EXCERPTED DATA below:

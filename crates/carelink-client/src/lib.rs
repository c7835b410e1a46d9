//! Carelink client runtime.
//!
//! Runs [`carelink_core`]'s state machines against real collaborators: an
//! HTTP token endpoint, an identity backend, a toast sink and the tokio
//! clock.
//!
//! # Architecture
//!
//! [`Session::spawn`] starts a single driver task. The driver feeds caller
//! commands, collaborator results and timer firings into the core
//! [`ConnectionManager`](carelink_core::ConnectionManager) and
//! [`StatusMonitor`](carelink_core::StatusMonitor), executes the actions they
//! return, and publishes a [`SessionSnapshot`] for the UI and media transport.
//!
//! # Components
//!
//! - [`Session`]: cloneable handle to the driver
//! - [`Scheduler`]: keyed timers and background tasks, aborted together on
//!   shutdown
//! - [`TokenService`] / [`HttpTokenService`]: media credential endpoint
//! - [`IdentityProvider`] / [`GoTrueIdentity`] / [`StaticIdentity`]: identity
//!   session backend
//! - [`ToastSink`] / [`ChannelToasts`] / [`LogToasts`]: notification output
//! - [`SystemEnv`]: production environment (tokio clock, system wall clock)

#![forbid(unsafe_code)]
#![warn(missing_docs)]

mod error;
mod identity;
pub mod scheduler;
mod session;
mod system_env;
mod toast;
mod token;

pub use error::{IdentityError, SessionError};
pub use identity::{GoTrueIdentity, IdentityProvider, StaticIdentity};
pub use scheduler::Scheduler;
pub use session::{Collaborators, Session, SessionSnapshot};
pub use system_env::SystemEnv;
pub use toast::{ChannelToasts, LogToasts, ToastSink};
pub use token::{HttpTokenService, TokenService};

End of EXCERPTED DATA.
EXCERPTED DATA below:

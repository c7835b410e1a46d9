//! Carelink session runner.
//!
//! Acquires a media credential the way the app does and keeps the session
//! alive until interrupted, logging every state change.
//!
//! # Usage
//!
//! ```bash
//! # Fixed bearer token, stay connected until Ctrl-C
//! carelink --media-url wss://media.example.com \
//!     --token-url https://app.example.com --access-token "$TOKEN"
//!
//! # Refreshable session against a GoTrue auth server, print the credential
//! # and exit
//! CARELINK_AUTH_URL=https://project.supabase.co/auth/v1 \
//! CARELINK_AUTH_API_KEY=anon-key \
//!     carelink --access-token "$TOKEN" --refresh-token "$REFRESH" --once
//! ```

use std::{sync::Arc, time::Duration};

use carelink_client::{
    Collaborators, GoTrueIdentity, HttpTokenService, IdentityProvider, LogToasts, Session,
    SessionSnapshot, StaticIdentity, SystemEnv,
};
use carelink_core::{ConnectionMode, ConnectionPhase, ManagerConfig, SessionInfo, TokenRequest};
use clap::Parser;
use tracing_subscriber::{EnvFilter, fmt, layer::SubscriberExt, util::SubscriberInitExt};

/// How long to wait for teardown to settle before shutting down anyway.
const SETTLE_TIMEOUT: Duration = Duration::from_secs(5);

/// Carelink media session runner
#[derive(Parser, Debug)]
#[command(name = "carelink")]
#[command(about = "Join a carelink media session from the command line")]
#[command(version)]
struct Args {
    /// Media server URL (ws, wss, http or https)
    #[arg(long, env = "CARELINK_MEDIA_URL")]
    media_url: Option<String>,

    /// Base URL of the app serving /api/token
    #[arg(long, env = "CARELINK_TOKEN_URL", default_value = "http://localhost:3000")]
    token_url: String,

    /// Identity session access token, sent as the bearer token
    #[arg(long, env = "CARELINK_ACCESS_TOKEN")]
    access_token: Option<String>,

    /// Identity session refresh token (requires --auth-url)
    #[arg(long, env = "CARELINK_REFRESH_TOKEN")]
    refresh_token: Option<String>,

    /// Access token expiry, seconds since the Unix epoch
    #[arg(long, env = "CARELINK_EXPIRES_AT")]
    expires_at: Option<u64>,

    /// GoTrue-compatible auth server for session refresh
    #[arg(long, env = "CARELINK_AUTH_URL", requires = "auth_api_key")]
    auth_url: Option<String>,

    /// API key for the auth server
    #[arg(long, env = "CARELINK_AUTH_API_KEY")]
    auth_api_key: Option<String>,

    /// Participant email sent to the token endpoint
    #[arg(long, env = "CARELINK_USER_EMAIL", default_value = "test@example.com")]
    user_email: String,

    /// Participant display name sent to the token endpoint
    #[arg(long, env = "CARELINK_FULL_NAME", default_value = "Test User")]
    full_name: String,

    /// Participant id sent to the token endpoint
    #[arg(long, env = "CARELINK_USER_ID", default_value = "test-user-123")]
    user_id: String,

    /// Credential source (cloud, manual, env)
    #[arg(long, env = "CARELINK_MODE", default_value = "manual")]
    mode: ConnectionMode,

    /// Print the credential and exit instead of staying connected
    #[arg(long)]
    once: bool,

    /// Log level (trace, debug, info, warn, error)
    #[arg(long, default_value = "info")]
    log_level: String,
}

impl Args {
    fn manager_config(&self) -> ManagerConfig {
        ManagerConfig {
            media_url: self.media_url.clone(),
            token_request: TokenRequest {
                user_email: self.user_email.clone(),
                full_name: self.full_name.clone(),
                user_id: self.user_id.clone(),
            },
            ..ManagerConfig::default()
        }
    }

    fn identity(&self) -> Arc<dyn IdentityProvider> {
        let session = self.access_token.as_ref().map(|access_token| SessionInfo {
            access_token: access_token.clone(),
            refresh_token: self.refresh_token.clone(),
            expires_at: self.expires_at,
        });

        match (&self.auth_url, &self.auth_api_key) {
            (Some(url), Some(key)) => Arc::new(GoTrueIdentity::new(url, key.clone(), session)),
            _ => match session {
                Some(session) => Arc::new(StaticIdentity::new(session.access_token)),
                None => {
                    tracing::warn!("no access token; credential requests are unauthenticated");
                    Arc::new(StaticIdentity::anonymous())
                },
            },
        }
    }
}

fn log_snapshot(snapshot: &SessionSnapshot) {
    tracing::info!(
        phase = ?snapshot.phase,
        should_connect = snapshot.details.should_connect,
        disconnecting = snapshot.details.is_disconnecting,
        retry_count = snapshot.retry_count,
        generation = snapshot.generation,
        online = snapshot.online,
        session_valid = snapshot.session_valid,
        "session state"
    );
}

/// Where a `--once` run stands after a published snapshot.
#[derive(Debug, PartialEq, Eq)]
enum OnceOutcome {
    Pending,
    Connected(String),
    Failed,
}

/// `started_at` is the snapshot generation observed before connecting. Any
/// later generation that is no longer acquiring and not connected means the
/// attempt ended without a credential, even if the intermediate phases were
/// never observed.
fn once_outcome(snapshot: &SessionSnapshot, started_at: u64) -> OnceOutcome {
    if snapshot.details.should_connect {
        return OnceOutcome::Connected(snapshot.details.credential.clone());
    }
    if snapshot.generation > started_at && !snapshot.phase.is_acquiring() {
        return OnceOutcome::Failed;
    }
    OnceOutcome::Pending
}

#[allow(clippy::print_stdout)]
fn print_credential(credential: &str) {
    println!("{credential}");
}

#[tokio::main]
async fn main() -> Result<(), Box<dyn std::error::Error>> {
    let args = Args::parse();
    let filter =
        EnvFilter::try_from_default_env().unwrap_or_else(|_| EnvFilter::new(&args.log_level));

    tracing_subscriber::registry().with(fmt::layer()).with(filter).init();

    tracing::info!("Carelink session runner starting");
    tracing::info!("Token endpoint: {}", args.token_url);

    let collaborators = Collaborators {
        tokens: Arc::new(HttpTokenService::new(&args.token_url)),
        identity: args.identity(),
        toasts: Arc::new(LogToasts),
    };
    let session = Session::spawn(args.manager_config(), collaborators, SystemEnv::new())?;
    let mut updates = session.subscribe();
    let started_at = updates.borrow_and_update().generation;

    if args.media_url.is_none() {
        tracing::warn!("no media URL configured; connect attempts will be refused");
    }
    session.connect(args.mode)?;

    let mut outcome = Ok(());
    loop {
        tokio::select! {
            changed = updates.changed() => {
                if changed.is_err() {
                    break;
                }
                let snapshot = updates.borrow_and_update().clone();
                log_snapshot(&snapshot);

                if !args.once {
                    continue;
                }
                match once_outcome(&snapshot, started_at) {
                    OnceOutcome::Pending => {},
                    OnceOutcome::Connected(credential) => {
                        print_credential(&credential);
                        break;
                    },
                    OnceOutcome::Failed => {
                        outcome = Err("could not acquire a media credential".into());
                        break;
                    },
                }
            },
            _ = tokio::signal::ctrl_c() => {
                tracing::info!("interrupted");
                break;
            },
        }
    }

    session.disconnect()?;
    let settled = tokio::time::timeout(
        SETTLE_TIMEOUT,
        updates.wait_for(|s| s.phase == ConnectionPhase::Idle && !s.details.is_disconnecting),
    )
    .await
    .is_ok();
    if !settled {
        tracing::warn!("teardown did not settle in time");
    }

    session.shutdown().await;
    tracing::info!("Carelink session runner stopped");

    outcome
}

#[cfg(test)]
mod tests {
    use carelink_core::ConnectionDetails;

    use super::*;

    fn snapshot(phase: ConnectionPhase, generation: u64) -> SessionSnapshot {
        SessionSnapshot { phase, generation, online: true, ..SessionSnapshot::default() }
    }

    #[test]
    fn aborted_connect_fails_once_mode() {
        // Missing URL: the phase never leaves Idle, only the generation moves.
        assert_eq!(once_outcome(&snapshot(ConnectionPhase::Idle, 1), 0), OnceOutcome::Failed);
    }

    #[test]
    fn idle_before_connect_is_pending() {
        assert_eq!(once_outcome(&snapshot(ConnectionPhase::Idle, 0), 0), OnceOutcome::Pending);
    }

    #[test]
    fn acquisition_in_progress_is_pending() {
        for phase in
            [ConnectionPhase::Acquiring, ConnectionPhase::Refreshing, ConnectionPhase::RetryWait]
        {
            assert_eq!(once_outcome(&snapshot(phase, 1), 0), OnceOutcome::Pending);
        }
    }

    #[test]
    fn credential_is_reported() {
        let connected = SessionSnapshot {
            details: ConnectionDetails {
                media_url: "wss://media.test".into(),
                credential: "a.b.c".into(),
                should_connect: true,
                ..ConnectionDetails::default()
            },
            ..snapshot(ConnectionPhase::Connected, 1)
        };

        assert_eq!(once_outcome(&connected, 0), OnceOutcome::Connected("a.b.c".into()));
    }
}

End of EXCERPTED DATA.

» EXERCISE: Among the records, find each line where the word "example" occurs, and copy it.

» OUTPUT:
//! carelink --media-url wss://media.example.com \
//!     --token-url https://app.example.com --access-token "$TOKEN"
    #[arg(long, env = "CARELINK_USER_EMAIL", default_value = "test@example.com")]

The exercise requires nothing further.